We ran in the same circles, a Venn diagram that intersected occasionally in a friend-of-a-friend sort of way. She was such a character: mousy and deferential one moment, with her poofy, curly ponytail and her little cardigan, and a spitfire the next. She could burn you alive on the pyre of her intelligence. Half the debate circuit was afraid of her; I never pictured her afraid.
I went to her memorial in black, my only color the ribbon they handed everyone at the door: purple and turquoise. It was at Kincaid, on a summer evening. I wondered how many
people were just down the hill, playing Frisbee golf in the mosquito-morass of tangled trees, unaware. How many times had I been them?
They called the memorial “a celebration of her life”. It struck me as perverse, celebrating a life the deceased clearly hadn’t, like we were taking something from her by refusing to acknowledge her pain. No one meant it that way, of course. Everyone in that golden, high-ceiled, wide-windowed room was unquestionably well-intentioned.

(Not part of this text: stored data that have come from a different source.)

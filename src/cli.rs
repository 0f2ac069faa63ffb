//! Minimal CLI: decode flat forms | export the schema | flatten documents
use std::io::Read;
use std::path::{Path, PathBuf};
use std::process::ExitCode;

use anyhow::{bail, Context, Result};
use clap::{Args, Parser, Subcommand};
use colored::Colorize;
use rayon::prelude::*;
use serde_json::{json, Value};
use tracing_subscriber::EnvFilter;

use crate::decode::{DecodeOptions, Decoder, DEFAULT_MAX_INDEX, DEFAULT_ROOT};
use crate::error::{ErrorKind, ErrorReport, FieldError};
use crate::flatten::flatten_json;
use crate::form::{FlatForm, FormError};
use crate::schema::{self, Schema};

// ————————————————————————————————————————————————————————————————————————————
// TYPES
// ————————————————————————————————————————————————————————————————————————————

/// decode bracket-indexed form submissions (`root[a][0][b]=...`) against a typed schema
#[derive(Parser, Debug)]
#[command(version)]
pub struct CommandLineInterface {
    /// more logging on stderr (-v debug, -vv trace); RUST_LOG overrides
    #[arg(short, long, global = true, action = clap::ArgAction::Count)]
    verbose: u8,

    #[command(subcommand)]
    cmd: Command,
}

#[derive(Subcommand, Debug)]
enum Command {
    /// decode flat-form JSON objects and print the typed documents
    Decode(DecodeOut),
    /// print the JSON Schema a form renderer needs
    Schema(SchemaOut),
    /// turn nested JSON documents into flat bracket-indexed forms
    Flatten(FlattenOut),
}

#[derive(Args, Debug, Clone)]
struct InputSettings {
    /// treat input as newline-delimited JSON (NDJSON)
    #[arg(long, default_value_t = false)]
    ndjson: bool,

    /// JSON Pointer to select a subnode in each document (e.g. /request/form)
    #[arg(long)]
    json_pointer: Option<String>,

    /// JQ pre-process filter for each document.
    #[arg(long)]
    jq_expr: Option<String>,

    /// One or more inputs. May be literal paths or quoted glob patterns or '-' for stdin
    #[arg(long, short, num_args = 1.., required = true)]
    input: Vec<String>,
}

#[derive(Args, Debug, Clone)]
struct SchemaSettings {
    /// schema definition file (JSON); the built-in Person schema if omitted
    #[arg(long)]
    schema: Option<PathBuf>,

    /// literal that bracketed keys start with
    #[arg(long, default_value = DEFAULT_ROOT)]
    root: String,

    /// largest list index a key may address (never more than 1000000)
    #[arg(long, default_value_t = DEFAULT_MAX_INDEX)]
    max_index: usize,
}

#[derive(clap::Parser, Debug)]
struct DecodeOut {
    #[command(flatten)]
    input_settings: InputSettings,

    #[command(flatten)]
    schema_settings: SchemaSettings,

    /// output .json file (stdout if omitted)
    #[arg(short, long)]
    out: Option<PathBuf>,
}

#[derive(clap::Parser, Debug)]
struct SchemaOut {
    #[command(flatten)]
    schema_settings: SchemaSettings,

    /// output .json file (stdout if omitted)
    #[arg(short, long)]
    out: Option<PathBuf>,
}

#[derive(clap::Parser, Debug)]
struct FlattenOut {
    #[command(flatten)]
    input_settings: InputSettings,

    /// literal the generated keys start with
    #[arg(long, default_value = DEFAULT_ROOT)]
    root: String,

    /// output .json file (stdout if omitted)
    #[arg(short, long)]
    out: Option<PathBuf>,
}

/// One JSON document pulled out of the inputs, with where it came from.
#[derive(Debug, Clone)]
struct Document {
    source: String,
    value: Value,
}

// ————————————————————————————————————————————————————————————————————————————
// IMPLEMENTATION
// ————————————————————————————————————————————————————————————————————————————

impl InputSettings {
    fn load(&self) -> Result<Vec<Document>> {
        let mut out = Vec::new();
        for source_path in resolve_file_path_patterns(&self.input)? {
            let source_name = source_path.to_string_lossy().to_string();
            let source = read_source(&source_path)?;
            for (source, value) in self.parse(&source_name, &source)? {
                let value = self.select(&source, value)?;
                match self.jq_expr.as_ref() {
                    None => out.push(Document { source, value }),
                    Some(jq_expr) => {
                        let results = crate::jq_exec::run_jaq(jq_expr, &value)
                            .with_context(|| format!("failed to apply jq expression to {source}"))?;
                        let many = results.len() > 1;
                        for (i, value) in results.into_iter().enumerate() {
                            let source = if many { format!("{source}#{i}") } else { source.clone() };
                            out.push(Document { source, value });
                        }
                    }
                }
            }
        }
        tracing::debug!(documents = out.len(), "loaded inputs");
        Ok(out)
    }

    fn parse(&self, source_name: &str, source: &str) -> Result<Vec<(String, Value)>> {
        if !self.ndjson {
            let value = serde_json::from_str::<Value>(source)
                .with_context(|| format!("failed to parse JSON source file ({source_name})"))?;
            return Ok(vec![(source_name.to_string(), value)]);
        }
        source
            .lines()
            .enumerate()
            .filter(|(_, line)| !line.trim().is_empty())
            .map(|(i, line)| {
                let name = format!("{source_name}:{}", i + 1);
                let value = serde_json::from_str::<Value>(line)
                    .with_context(|| format!("failed to parse NDJSON line ({name})"))?;
                Ok((name, value))
            })
            .collect()
    }

    fn select(&self, source: &str, value: Value) -> Result<Value> {
        let Some(pointer) = self.json_pointer.as_ref() else {
            return Ok(value);
        };
        match value.pointer(pointer) {
            Some(v) => Ok(v.clone()),
            None => bail!("JSON pointer {pointer} matches nothing in {source}"),
        }
    }
}

impl SchemaSettings {
    fn decoder(&self) -> Result<Decoder> {
        let schema = self.schema()?;
        let options = DecodeOptions { root: self.root.clone(), max_index: self.max_index };
        Ok(Decoder::new(schema).with_options(options))
    }

    fn schema(&self) -> Result<Schema> {
        match self.schema.as_ref() {
            None => crate::model::person_schema().context("built-in schema is invalid"),
            Some(path) => {
                let src = std::fs::read_to_string(path)
                    .with_context(|| format!("failed to read schema file {}", path.display()))?;
                schema::def::from_str(&src)
                    .with_context(|| format!("invalid schema file {}", path.display()))
            }
        }
    }
}

impl CommandLineInterface {
    pub fn load() -> Self {
        Self::parse()
    }

    pub fn run(&self) -> Result<ExitCode> {
        init_tracing(self.verbose);
        match &self.cmd {
            Command::Decode(target) => target.run(),
            Command::Schema(target) => {
                let schema = target.schema_settings.schema()?;
                let doc = schema::export::json_schema(&schema);
                write_output(target.out.as_deref(), &doc)?;
                Ok(ExitCode::SUCCESS)
            }
            Command::Flatten(target) => {
                let docs = target.input_settings.load()?;
                let forms = docs
                    .iter()
                    .map(|d| flatten_json(&d.value, &target.root).to_json())
                    .collect::<Vec<_>>();
                write_output(target.out.as_deref(), &single_or_many(forms))?;
                Ok(ExitCode::SUCCESS)
            }
        }
    }
}

impl DecodeOut {
    fn run(&self) -> Result<ExitCode> {
        let decoder = self.schema_settings.decoder()?;
        let docs = self.input_settings.load()?;

        // each decode is independent; nothing shared but the read-only decoder
        let outcomes: Vec<(&Document, Result<Value, ErrorReport>)> = docs
            .par_iter()
            .map(|doc| (doc, decode_document(&decoder, doc)))
            .collect();

        let mut failed = 0usize;
        let mut results = Vec::with_capacity(outcomes.len());
        for (doc, outcome) in outcomes {
            match outcome {
                Ok(value) => results.push(json!({ "source": doc.source, "value": value })),
                Err(report) => {
                    failed += 1;
                    print_report(&doc.source, &report);
                    results.push(json!({ "source": doc.source, "errors": report }));
                }
            }
        }
        tracing::info!(total = results.len(), failed, "decoded inputs");

        write_output(self.out.as_deref(), &Value::Array(results))?;
        Ok(if failed == 0 { ExitCode::SUCCESS } else { ExitCode::FAILURE })
    }
}

fn decode_document(decoder: &Decoder, doc: &Document) -> Result<Value, ErrorReport> {
    let form = FlatForm::from_json(&doc.value).map_err(|e| {
        let path = match &e {
            FormError::NestedValue(key) => key.clone(),
            FormError::NotAnObject(_) => decoder.options().root.clone(),
        };
        FieldError::new(path, ErrorKind::TypeMismatch, e.to_string())
    })?;
    decoder.decode(&form).map(|v| v.to_json())
}

// ————————————————————————————————————————————————————————————————————————————
// INTERNAL HELPERS
// ————————————————————————————————————————————————————————————————————————————

fn init_tracing(verbose: u8) {
    let default = match verbose {
        0 => "warn",
        1 => "debug",
        _ => "trace",
    };
    let env_filter = EnvFilter::try_from_default_env().unwrap_or_else(|_| EnvFilter::new(default));
    let _ = tracing_subscriber::fmt()
        .with_env_filter(env_filter)
        .with_writer(std::io::stderr)
        .with_target(false)
        .try_init();
}

fn print_report(source: &str, report: &ErrorReport) {
    eprintln!("{} {} ({} problem{})",
        "✗".red().bold(),
        source.bold(),
        report.len(),
        if report.len() == 1 { "" } else { "s" },
    );
    for e in report.iter() {
        eprintln!("    {} {} {}", e.path.yellow(), e.kind.as_str().cyan(), e.message);
    }
}

fn single_or_many(mut values: Vec<Value>) -> Value {
    if values.len() == 1 { values.remove(0) } else { Value::Array(values) }
}

fn write_output(out: Option<&Path>, doc: &Value) -> Result<()> {
    let src = serde_json::to_string_pretty(doc)?;
    match out {
        Some(out) => {
            if let Some(parent) = out.parent() {
                std::fs::create_dir_all(parent)
                    .with_context(|| format!("failed to create {}", parent.display()))?;
            }
            std::fs::write(out, &src).with_context(|| format!("failed to write {}", out.display()))?;
        }
        None => {
            #[allow(clippy::print_stdout)]
            {
                println!("{src}");
            }
        }
    }
    Ok(())
}

fn read_source(path: &Path) -> Result<String> {
    if path.as_os_str() == "-" {
        let mut buf = String::new();
        std::io::stdin().read_to_string(&mut buf).context("failed to read stdin")?;
        return Ok(buf);
    }
    std::fs::read_to_string(path).with_context(|| format!("failed to read source file {}", path.display()))
}

fn resolve_file_path_patterns<I>(patterns: I) -> Result<Vec<PathBuf>>
where
    I: IntoIterator,
    I::Item: AsRef<str>,
{
    fn has_glob_chars(s: &str) -> bool {
        // Minimal glob detection for the `glob` crate syntax.
        s.bytes().any(|b| matches!(b, b'*' | b'?' | b'[' | b'{' ))
    }

    let mut out = Vec::<PathBuf>::new();

    for raw in patterns {
        let pattern = raw.as_ref();

        if !has_glob_chars(pattern) {
            // literal path, or '-' for stdin
            out.push(PathBuf::from(pattern));
            continue;
        }

        let before = out.len();
        for entry in glob::glob(pattern).with_context(|| format!("bad glob pattern: {pattern}"))? {
            out.push(entry?);
        }
        if out.len() == before {
            // explicitly a glob but matched nothing
            bail!("glob pattern matched no files: {pattern}");
        }
    }

    Ok(out)
}

#[cfg(test)]
mod tests {
    use super::*;

    #[test]
    fn cli_parses_decode_flags() {
        let cli = CommandLineInterface::try_parse_from([
            "nested-form", "decode", "-i", "a.json", "b.json", "--root", "person", "--jq-expr", ".form",
        ]).unwrap();
        let Command::Decode(target) = cli.cmd else { panic!("expected decode") };
        assert_eq!(target.input_settings.input, vec!["a.json", "b.json"]);
        assert_eq!(target.schema_settings.root, "person");
        assert_eq!(target.schema_settings.max_index, DEFAULT_MAX_INDEX);
        assert_eq!(target.input_settings.jq_expr.as_deref(), Some(".form"));
    }

    #[test]
    fn ndjson_lines_are_separate_documents() {
        let settings = InputSettings { ndjson: true, json_pointer: None, jq_expr: None, input: vec![] };
        let docs = settings.parse("forms.ndjson", "{\"a\":\"1\"}\n\n{\"a\":\"2\"}\n").unwrap();
        assert_eq!(docs.len(), 2);
        assert_eq!(docs[1].0, "forms.ndjson:3");
    }

    #[test]
    fn pointer_selects_subdocument() {
        let settings = InputSettings { ndjson: false, json_pointer: Some("/form".into()), jq_expr: None, input: vec![] };
        let value = settings.select("x", json!({ "form": { "name": "Ada" } })).unwrap();
        assert_eq!(value, json!({ "name": "Ada" }));
        assert!(settings.select("x", json!({})).is_err());
    }

    #[test]
    fn nested_input_is_reported_at_its_key() {
        let decoder = Decoder::new(crate::model::person_schema().unwrap());
        let doc = Document { source: "bad.json".into(), value: json!({ "root[address]": { "city": "x" } }) };
        let report = decode_document(&decoder, &doc).unwrap_err();
        assert_eq!(report.len(), 1);
        assert_eq!(report.errors()[0].path, "root[address]");
        assert_eq!(report.errors()[0].kind, ErrorKind::TypeMismatch);
    }

    #[test]
    fn non_object_input_is_reported_at_the_root() {
        let options = DecodeOptions { root: "person".into(), ..DecodeOptions::default() };
        let decoder = Decoder::new(crate::model::person_schema().unwrap()).with_options(options);
        let doc = Document { source: "bad.json".into(), value: json!(["a", "b"]) };
        let report = decode_document(&decoder, &doc).unwrap_err();
        assert_eq!(report.errors()[0].path, "person");
        assert_eq!(report.errors()[0].kind, ErrorKind::TypeMismatch);
    }
}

Many who spoke seemed baffled. Her life seemed linear from the outside: straight and sharp, with Ivy League assurance. They spoke of her countless classes, tireless volunteer work, achievement after dizzying achievement, and all I could think was, no wonder she did it, if this is how we’re defining her, even now. The pressure must have seemed insurmountable from that ever-steepening precipice of precociousness.
We were over a year into the new normal, the pandemic grinding on. We all wore masks, and the resonance was almost too obvious. Of course we’re wearing masks–she must have felt that way all her life. I wonder if she actually liked the physical covering, if it let her forgo false smiles.
She asked Yale for mental health leave. They denied it more than once. She stood at the counter of academia, grade points clinking through shaking fingers like coughed-on pennies into a rusting register, and they told her to stay. Her studies were essential.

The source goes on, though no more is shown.